L’abstention thérapeutique et la surveillance sont indiquées chez les patients ayant un cystadénome séreux bien documenté ou dont l’état général contre-indique une résection chirurgicale. En cas de TIPMP limitée aux canaux secondaires chez les sujets âgés et asymptomatiques, notre tendance actuelle est de proposer une simple surveillance.

L’histoire naturelle de ces lésions n’étant pas connue, les modalités d’une surveillance par l’imagerie ne sont pas bien définies. Une échographie abdominale trans-pariétale annuelle peut être proposée chez les sujets jeunes. On ne sait pas s’il est utile de poursuivre la surveillance pendant de nombreuses années pour un cystadénome séreux. En revanche, il faut sans doute être plus prudent pour les lésions canalaires. Lorsque la surveillance dure plusieurs années, les examens d’imagerie non irradiants doivent certainement être préférés à la scanographie. Les explorations plus coûteuses ou invasives, telles que l’échoendoscopie, ne doivent être discutées que lorsque la lésion se modifie ou qu’elle devient symptomatique [6].

La découverte fortuite d’une lésion pancréatique est génératrice d’anxiété pour les patients !

La découverte fortuite d’une tumeur pancréatique déclenche fréquemment des réactions d’anxiété importante chez les patients concernés. Même après avoir utilisé des arguments rassurants lorsque les examens d’imagerie évoquent une tumeur bénigne, cette annonce n’est jamais anodine [2]. Le pancréas est un organe un peu mystérieuxet mal connu du grand public. La notion de «tumeur pancréatique» est chargée d’une connotation très péjorative, l’extrême gravité du pronostic du cancer du pancréas étant souvent bien connue des patients. Par ailleurs, le caractère bénin d’une tumeur pancréatique ne peut être affirmé qu’après réalisation de plusieurs examens morphologiques, parfois invasifs (échoendoscopie, CPRE, biopsie…). La justification d’une intervention «prophylactique» visant à réséquer une lésion asymptomatique, a priori bénigne mais ayant un potentiel malin (cystadénome mucineux, TIPMP) est souvent délicate et requiert de la part du gastroentérologue, prudence et pédagogie. Il faut en effet naviguer entre les risques d’une transformation maligne, dans une proportion et un délai non chiffrés, et ceux d’une intervention chirurgicale. Concernant cette dernière, le risque élevé de fistule pancréatique post-opératoire pouvant prolonger l’hospitalisation d’une semaine ou plus doit être loyalement exposé, tout en indiquant que c’est à ce prix qu’on préservera le maximum de parenchyme pour éviter les séquelles fonctionnelles à long terme (insuffisance pancréatique exocrine ou diabète).

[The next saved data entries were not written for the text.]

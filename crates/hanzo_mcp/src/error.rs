//! Error taxonomy surfaced to MCP clients.
//!
//! Every failure a tool or subsystem can produce collapses into one of these
//! kinds; each maps to a JSON-RPC error code in the application range.
//! Handlers return these directly — nothing unclassified crosses the
//! dispatcher boundary (unknowns become `Internal` with a logged
//! correlation id).

use crate::protocol::{ErrorCode, JsonRpcError};

/// A categorised tool failure.
#[derive(Debug, Clone, thiserror::Error)]
pub enum ToolError {
    /// Schema violation or semantically impossible parameters.
    #[error("invalid arguments: {0}")]
    InvalidArguments(String),

    /// Unknown tool name, session id, or expired/absent cursor.
    #[error("not found: {0}")]
    NotFound(String),

    /// Permission gate rejected a path or exec.
    #[error("permission denied: {0}")]
    PermissionDenied(String),

    /// Spawn failure or I/O error while executing a tool.
    #[error("execution failed: {0}")]
    ExecutionFailed(String),

    /// Client cancel or deadline expiry.
    #[error("cancelled: {0}")]
    Cancelled(String),

    /// Payload cannot be truncated or paginated safely.
    #[error("output too large: {0}")]
    OutputTooLarge(String),

    /// Cursor redeemed against different arguments than it was minted for.
    #[error("cursor mismatch: {0}")]
    CursorMismatch(String),

    /// Referenced resource existed but was reaped or evicted.
    #[error("gone: {0}")]
    Gone(String),

    /// Unclassified defect; always paired with a log entry.
    #[error("internal error: {0}")]
    Internal(String),
}

impl ToolError {
    /// Stable kind tag for session-log entries and tests.
    pub fn kind(&self) -> &'static str {
        match self {
            Self::InvalidArguments(_) => "invalid_arguments",
            Self::NotFound(_) => "not_found",
            Self::PermissionDenied(_) => "permission_denied",
            Self::ExecutionFailed(_) => "execution_failed",
            Self::Cancelled(_) => "cancelled",
            Self::OutputTooLarge(_) => "output_too_large",
            Self::CursorMismatch(_) => "cursor_mismatch",
            Self::Gone(_) => "gone",
            Self::Internal(_) => "internal",
        }
    }

    /// JSON-RPC error code for this kind.
    pub fn code(&self) -> ErrorCode {
        match self {
            Self::InvalidArguments(_) => ErrorCode::InvalidParams,
            Self::NotFound(_) => ErrorCode::ServerError(-32001),
            Self::PermissionDenied(_) => ErrorCode::ServerError(-32002),
            Self::ExecutionFailed(_) => ErrorCode::ServerError(-32003),
            Self::Cancelled(_) => ErrorCode::ServerError(-32004),
            Self::OutputTooLarge(_) => ErrorCode::ServerError(-32005),
            Self::CursorMismatch(_) => ErrorCode::ServerError(-32006),
            Self::Gone(_) => ErrorCode::ServerError(-32007),
            Self::Internal(_) => ErrorCode::InternalError,
        }
    }

    /// Wire form, with the kind tag attached as error data.
    pub fn to_rpc(&self) -> JsonRpcError {
        JsonRpcError::with_data(
            self.code(),
            self.to_string(),
            serde_json::json!({ "kind": self.kind() }),
        )
    }
}

impl From<std::io::Error> for ToolError {
    fn from(err: std::io::Error) -> Self {
        Self::ExecutionFailed(err.to_string())
    }
}

impl From<serde_json::Error> for ToolError {
    fn from(err: serde_json::Error) -> Self {
        Self::Internal(format!("serialization: {}", err))
    }
}

/// Shorthand used throughout the tool bodies.
pub type ToolResult<T> = Result<T, ToolError>;

#[cfg(test)]
mod tests {
    use super::*;

    #[test]
    fn codes_stay_in_application_range() {
        let errs = [
            ToolError::NotFound("x".into()),
            ToolError::PermissionDenied("x".into()),
            ToolError::ExecutionFailed("x".into()),
            ToolError::Cancelled("x".into()),
            ToolError::OutputTooLarge("x".into()),
            ToolError::CursorMismatch("x".into()),
            ToolError::Gone("x".into()),
        ];
        for err in errs {
            let code = err.code().as_i32();
            assert!((-32099..=-32000).contains(&code), "{} out of range", code);
        }
    }

    #[test]
    fn kind_tags_are_distinct() {
        let kinds = [
            ToolError::InvalidArguments("".into()).kind(),
            ToolError::NotFound("".into()).kind(),
            ToolError::PermissionDenied("".into()).kind(),
            ToolError::ExecutionFailed("".into()).kind(),
            ToolError::Cancelled("".into()).kind(),
            ToolError::OutputTooLarge("".into()).kind(),
            ToolError::CursorMismatch("".into()).kind(),
            ToolError::Gone("".into()).kind(),
            ToolError::Internal("".into()).kind(),
        ];
        let unique: std::collections::HashSet<_> = kinds.iter().collect();
        assert_eq!(unique.len(), kinds.len());
    }

    #[test]
    fn rpc_form_carries_kind_data() {
        let rpc = ToolError::Gone("session proc_ab12".into()).to_rpc();
        assert_eq!(rpc.code, -32007);
        assert_eq!(rpc.data.unwrap()["kind"], "gone");
    }
}
#[tokio::test]
async fn unknown_tool_is_not_found() {
    let work = TempDir::new().unwrap();
    let harness = server(work.path(), |_| {}).await;

    let response = call(&harness, 1, "no_such_tool", json!({})).await;
    assert_eq!(error_kind(&response), "not_found");
}

#[tokio::test]
async fn schema_violation_names_the_field() {
    let work = TempDir::new().unwrap();
    let harness = server(work.path(), |_| {}).await;

    let response = call(&harness, 1, "read_file", json!({ "path": 42 })).await;
    assert_eq!(error_kind(&response), "invalid_arguments");
    assert!(response.error.unwrap().message.contains("`path`"));
}

#[tokio::test]
async fn write_then_read_round_trips() {
    let work = TempDir::new().unwrap();
    let harness = server(work.path(), |_| {}).await;
    let target = work.path().join("out.txt").display().to_string();

    let write = call(
        &harness,
        1,
        "write_file",
        json!({ "path": target, "content": "alpha\nbeta\n" }),
    )
    .await;
    assert!(write.error.is_none());

    let read = call(&harness, 2, "read_file", json!({ "path": target })).await;
    assert_eq!(text_content(&read), "1: alpha\n2: beta\n");
}

#[tokio::test]
async fn disabled_write_tools_vanish_from_the_registry() {
    let work = TempDir::new().unwrap();
    let harness = server(work.path(), |config| {
        config.disable_write_tools = true;
    })
    .await;

    let listing = harness
        .dispatcher
        .dispatch(request(1, "tools/list", json!({})))
        .await
        .unwrap();
    let tools = result(&listing)["tools"].as_array().unwrap().clone();
    assert!(!tools.iter().any(|t| t["name"] == "write_file"));
    assert!(!tools.iter().any(|t| t["name"] == "edit_file"));
    assert!(tools.iter().any(|t| t["name"] == "read_file"));

    let response = call(
        &harness,
        2,
        "write_file",
        json!({ "path": work.path().join("x").display().to_string(), "content": "x" }),
    )
    .await;
    assert_eq!(error_kind(&response), "not_found");
}

// =============================================================================
// PROTOCOL PLUMBING
// =============================================================================

#[tokio::test]
async fn initialize_advertises_capabilities() {
    let work = TempDir::new().unwrap();
    let state = TempDir::new().unwrap();
    let config = ServerConfig {
        state_root: state.path().to_path_buf(),
        path_rules: vec![PathRule::allow(work.path().to_path_buf())],
        ..Default::default()
    };
    let server = McpServer::new(config).unwrap();
    let dispatcher = server.dispatcher();

    let response = dispatcher
        .dispatch(request(1, "initialize", json!({ "protocolVersion": "2024-11-05" })))
        .await
        .unwrap();

    let caps = &result(&response)["capabilities"];
    assert_eq!(caps["tools"], true);
    assert_eq!(caps["cursors"], true);
    assert_eq!(caps["cancellation"], true);
    assert_eq!(result(&response)["serverInfo"]["name"], "hanzo-mcp");
}

#[tokio::test]
async fn tools_call_before_initialize_is_rejected() {
    let work = TempDir::new().unwrap();
    let state = TempDir::new().unwrap();
    let config = ServerConfig {
        state_root: state.path().to_path_buf(),
        path_rules: vec![PathRule::allow(work.path().to_path_buf())],
        ..Default::default()
    };
    let server = McpServer::new(config).unwrap();

    let response = server
        .dispatcher()
        .dispatch(request(
            1,
            "tools/call",
            json!({ "name": "read_file", "arguments": { "path": "/x" } }),
        ))
        .await
        .unwrap();
    assert_eq!(response.error.unwrap().code, -32000);
}

#[tokio::test]
async fn malformed_frame_with_id_gets_a_protocol_error() {
    let work = TempDir::new().unwrap();
    let harness = server(work.path(), |_| {}).await;

    let response = harness
        .dispatcher
        .handle_raw(r#"{"id": 5, "method": "tools/call", "params": "#)
        .await;
    assert!(response.is_none(), "unparseable JSON has no recoverable id");

    let response = harness
        .dispatcher
        .handle_raw(r#"{"id": 5, "jsonrpc": "2.0"}"#)
        .await
        .expect("id recoverable");
    assert_eq!(response.id, Some(RequestId::Number(5)));
    assert!(response.error.is_some());
}

#[tokio::test]
async fn ping_and_unknown_methods() {
    let work = TempDir::new().unwrap();
    let harness = server(work.path(), |_| {}).await;

    let pong = harness
        .dispatcher
        .dispatch(request(1, "ping", json!({})))
        .await
        .unwrap();
    assert!(pong.error.is_none());

    let unknown = harness
        .dispatcher
        .dispatch(request(2, "bogus/method", json!({})))
        .await
        .unwrap();
    assert_eq!(unknown.error.unwrap().code, -32601);
}

#[tokio::test]
async fn every_request_gets_exactly_one_response_with_its_id() {
    let work = TempDir::new().unwrap();
    std::fs::write(work.path().join("a.txt"), "data\n").unwrap();
    let harness = server(work.path(), |_| {}).await;

    let mut handles = Vec::new();
    for id in 0..32i64 {
        let dispatcher = harness.dispatcher.clone();
        let path = work.path().join("a.txt").display().to_string();
        handles.push(tokio::spawn(async move {
            dispatcher
                .dispatch(request(id, "tools/call", json!({
                    "name": "read_file",
                    "arguments": { "path": path }
                })))
                .await
        }));
    }

    let mut seen = std::collections::HashSet::new();
    for (id, handle) in handles.into_iter().enumerate() {
        let response = handle.await.unwrap().expect("one terminal response");
        assert_eq!(response.id, Some(RequestId::Number(id as i64)));
        assert!(seen.insert(id), "duplicate response id");
    }
    assert_eq!(seen.len(), 32);
}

Lorsqu’on a décidé une abstention thérapeutique, par exemple pour un cystadénome séreux, une TIPMP limitée aux canaux secondaires ou une petite tumeur endocrine chez un sujet âgé, des explications rassurantes doivent être données au patient sur la nature de la lésion et son faible risque d’évolutivité. On doit enfin souligner l’absence de responsabilité de cette lésion dans la genèse de symptômes digestifs variés qu’il pourrait ressentir ultérieurementpour éviter une focalisation excessive pouvant le conduire à réclamer une intervention injustifiée [2].

Conclusions

Les progrès constants des techniques d’imagerie expliquent l’augmentation apparente de l’incidence des lésions pancréatiques de découverte fortuite. Une utilisation raisonnée des examens complémentaires permet d’aboutir le plus souvent au diagnostic précis du type de lésion et de choisir à bon escient le traitement adapté. Alors que certaines lésions sont de diagnostic relativement aisé lorsqu’elles ont une présentation typique (tumeur endocrine, cystadénome séreux, tumeur pseudopapillaire et solide…), d’autres posent des problèmes délicats: infiltrations pseudo-tumorales du pancréas, lésions kystiques uniloculaires ou lésions canalaires atypiques. Le recours à des explorations plus invasives (échoendoscopie avec ponction, CPRE) est alors souvent indispensable pour éviter des erreurs diagnostiques parfois lourdes de conséquences. L’anxiété qui découle de la découverte fortuite d’une lésion du pancréas, avec les doutes diagnostiques qui l’accompagnent, impose au gastroentérologue qui a en charge le malade, d’expliquer patiemment le choix progressif des explorations et la stratégie thérapeutique adaptée au type de lésion en cause.